=== Exercise requirements ===
When the string "timeout" occurs in a line of the listing below, return that line.

=== Information ===
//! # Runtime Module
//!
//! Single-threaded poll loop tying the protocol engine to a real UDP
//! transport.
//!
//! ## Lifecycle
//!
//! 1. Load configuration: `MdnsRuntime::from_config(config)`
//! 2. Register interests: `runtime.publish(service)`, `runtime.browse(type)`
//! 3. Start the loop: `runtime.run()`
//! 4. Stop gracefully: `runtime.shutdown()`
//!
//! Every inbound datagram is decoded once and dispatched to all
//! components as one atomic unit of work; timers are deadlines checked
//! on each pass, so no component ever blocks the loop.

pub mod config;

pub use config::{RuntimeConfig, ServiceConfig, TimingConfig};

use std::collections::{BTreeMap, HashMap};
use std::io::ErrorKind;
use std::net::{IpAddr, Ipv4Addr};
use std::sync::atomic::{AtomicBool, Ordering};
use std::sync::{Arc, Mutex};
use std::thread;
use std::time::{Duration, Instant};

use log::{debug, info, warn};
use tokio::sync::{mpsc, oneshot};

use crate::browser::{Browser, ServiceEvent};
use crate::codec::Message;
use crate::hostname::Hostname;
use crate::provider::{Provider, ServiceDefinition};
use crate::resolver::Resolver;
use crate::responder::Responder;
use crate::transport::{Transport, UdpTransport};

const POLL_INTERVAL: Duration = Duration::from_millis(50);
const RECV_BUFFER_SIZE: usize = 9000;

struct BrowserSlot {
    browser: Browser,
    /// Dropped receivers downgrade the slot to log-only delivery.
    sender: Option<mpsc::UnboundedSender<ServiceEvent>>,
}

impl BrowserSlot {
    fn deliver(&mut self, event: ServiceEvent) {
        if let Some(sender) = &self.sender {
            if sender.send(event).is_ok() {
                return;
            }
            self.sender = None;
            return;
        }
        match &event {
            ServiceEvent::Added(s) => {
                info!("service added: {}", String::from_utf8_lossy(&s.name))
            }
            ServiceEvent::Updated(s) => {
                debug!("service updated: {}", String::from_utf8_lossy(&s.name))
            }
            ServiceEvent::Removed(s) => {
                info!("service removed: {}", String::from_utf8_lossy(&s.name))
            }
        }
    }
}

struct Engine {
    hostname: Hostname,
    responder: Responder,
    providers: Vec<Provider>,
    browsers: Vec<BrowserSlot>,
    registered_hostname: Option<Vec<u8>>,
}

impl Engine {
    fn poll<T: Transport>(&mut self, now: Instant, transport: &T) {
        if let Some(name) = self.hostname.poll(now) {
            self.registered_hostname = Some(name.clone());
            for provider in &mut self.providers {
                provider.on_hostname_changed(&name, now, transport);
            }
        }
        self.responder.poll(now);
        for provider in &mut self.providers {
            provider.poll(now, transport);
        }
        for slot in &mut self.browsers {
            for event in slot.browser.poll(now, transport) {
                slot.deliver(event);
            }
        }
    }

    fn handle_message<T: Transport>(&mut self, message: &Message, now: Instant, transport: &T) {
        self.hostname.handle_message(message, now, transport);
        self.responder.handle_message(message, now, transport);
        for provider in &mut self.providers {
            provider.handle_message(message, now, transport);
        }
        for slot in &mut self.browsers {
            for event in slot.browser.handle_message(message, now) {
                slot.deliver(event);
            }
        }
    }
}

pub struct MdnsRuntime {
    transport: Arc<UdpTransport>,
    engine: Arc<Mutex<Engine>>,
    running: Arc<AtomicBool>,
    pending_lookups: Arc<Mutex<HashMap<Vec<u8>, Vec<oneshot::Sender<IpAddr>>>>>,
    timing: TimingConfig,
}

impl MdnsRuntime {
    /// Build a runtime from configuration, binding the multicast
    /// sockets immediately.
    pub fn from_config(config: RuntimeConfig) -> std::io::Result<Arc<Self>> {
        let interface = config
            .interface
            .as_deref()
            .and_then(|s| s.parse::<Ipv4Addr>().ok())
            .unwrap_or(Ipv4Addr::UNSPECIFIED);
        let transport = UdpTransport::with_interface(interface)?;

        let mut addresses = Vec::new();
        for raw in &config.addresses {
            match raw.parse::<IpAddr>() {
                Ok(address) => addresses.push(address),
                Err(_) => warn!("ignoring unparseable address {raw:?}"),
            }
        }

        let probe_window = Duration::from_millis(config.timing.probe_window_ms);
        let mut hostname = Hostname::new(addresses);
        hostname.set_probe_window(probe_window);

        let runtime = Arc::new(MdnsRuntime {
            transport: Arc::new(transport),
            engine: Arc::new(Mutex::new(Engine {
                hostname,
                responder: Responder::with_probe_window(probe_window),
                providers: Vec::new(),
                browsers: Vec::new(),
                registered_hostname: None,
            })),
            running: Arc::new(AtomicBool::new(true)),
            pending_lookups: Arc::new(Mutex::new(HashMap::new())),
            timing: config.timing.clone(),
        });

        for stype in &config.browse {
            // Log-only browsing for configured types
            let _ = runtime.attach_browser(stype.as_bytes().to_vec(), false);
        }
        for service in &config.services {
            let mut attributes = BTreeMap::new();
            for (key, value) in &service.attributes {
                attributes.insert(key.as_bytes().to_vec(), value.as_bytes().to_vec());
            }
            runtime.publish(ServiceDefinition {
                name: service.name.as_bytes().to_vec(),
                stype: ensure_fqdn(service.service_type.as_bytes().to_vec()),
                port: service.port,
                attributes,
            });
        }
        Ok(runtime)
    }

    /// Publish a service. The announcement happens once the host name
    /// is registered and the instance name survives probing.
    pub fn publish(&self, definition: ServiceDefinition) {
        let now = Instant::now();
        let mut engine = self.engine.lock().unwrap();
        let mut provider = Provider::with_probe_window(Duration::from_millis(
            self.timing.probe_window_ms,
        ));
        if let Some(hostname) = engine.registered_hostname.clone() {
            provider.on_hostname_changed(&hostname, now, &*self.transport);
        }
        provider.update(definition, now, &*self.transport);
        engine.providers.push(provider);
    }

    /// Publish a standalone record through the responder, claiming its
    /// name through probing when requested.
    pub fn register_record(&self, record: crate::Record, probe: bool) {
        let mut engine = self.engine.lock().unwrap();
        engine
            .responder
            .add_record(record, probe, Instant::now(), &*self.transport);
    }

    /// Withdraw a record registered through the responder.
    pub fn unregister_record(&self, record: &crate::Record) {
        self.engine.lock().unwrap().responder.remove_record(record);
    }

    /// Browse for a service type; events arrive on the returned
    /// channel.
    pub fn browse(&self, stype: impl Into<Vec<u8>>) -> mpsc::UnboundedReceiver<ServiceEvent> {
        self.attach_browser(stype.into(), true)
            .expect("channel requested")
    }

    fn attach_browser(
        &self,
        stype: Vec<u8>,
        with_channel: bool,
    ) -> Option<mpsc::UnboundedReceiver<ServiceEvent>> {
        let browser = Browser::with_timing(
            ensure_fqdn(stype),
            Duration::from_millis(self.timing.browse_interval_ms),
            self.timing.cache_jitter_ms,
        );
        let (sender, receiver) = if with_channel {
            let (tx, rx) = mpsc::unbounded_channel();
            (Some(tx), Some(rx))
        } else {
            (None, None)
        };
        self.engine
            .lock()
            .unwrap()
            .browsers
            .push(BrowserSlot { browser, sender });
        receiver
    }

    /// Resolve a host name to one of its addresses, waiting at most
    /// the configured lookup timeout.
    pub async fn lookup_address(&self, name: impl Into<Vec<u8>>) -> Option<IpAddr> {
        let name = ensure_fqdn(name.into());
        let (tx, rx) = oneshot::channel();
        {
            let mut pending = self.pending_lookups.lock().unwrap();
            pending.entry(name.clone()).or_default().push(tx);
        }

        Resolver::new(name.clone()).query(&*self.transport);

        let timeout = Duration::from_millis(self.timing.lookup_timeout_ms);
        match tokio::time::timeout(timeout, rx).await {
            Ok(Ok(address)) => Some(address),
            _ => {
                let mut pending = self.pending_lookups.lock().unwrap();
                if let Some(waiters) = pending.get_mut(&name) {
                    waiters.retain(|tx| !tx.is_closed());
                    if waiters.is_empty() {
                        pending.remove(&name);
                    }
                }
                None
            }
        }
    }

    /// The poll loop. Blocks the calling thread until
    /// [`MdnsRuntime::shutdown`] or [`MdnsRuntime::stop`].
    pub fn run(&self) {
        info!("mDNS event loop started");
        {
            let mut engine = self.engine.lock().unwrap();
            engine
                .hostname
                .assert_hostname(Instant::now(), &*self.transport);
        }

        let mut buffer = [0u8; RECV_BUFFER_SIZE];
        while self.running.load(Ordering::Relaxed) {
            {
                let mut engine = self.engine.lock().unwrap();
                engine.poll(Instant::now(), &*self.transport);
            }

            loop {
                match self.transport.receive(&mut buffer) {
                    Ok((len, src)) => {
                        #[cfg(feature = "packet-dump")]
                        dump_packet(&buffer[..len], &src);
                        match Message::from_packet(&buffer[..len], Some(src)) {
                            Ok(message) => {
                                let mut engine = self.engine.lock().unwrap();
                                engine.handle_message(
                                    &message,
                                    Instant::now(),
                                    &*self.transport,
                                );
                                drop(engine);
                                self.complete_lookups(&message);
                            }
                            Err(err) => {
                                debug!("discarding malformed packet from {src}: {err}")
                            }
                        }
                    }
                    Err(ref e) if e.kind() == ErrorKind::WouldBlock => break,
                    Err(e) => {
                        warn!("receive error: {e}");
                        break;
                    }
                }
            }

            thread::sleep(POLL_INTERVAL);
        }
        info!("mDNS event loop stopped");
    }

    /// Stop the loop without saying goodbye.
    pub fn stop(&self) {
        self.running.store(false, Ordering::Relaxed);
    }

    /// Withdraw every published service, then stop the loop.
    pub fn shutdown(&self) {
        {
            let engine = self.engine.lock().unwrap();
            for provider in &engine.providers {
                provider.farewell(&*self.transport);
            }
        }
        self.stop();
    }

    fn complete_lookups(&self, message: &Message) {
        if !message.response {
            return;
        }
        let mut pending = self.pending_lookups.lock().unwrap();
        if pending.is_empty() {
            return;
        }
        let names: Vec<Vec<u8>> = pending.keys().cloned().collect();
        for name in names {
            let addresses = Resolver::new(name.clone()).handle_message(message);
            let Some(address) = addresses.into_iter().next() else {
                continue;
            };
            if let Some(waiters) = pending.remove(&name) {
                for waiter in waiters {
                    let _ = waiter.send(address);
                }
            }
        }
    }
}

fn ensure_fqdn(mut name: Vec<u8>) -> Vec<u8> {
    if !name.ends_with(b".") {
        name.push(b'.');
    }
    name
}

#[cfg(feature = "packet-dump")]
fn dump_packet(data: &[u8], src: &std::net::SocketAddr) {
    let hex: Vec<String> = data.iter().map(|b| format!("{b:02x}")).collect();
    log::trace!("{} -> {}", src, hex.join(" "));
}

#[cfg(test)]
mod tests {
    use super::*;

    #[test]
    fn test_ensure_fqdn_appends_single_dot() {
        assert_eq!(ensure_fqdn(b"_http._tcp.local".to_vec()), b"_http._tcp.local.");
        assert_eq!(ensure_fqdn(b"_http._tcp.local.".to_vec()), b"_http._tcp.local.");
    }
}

=== Result of the task ===
    /// the configured lookup timeout.
        let timeout = Duration::from_millis(self.timing.lookup_timeout_ms);
        match tokio::time::timeout(timeout, rx).await {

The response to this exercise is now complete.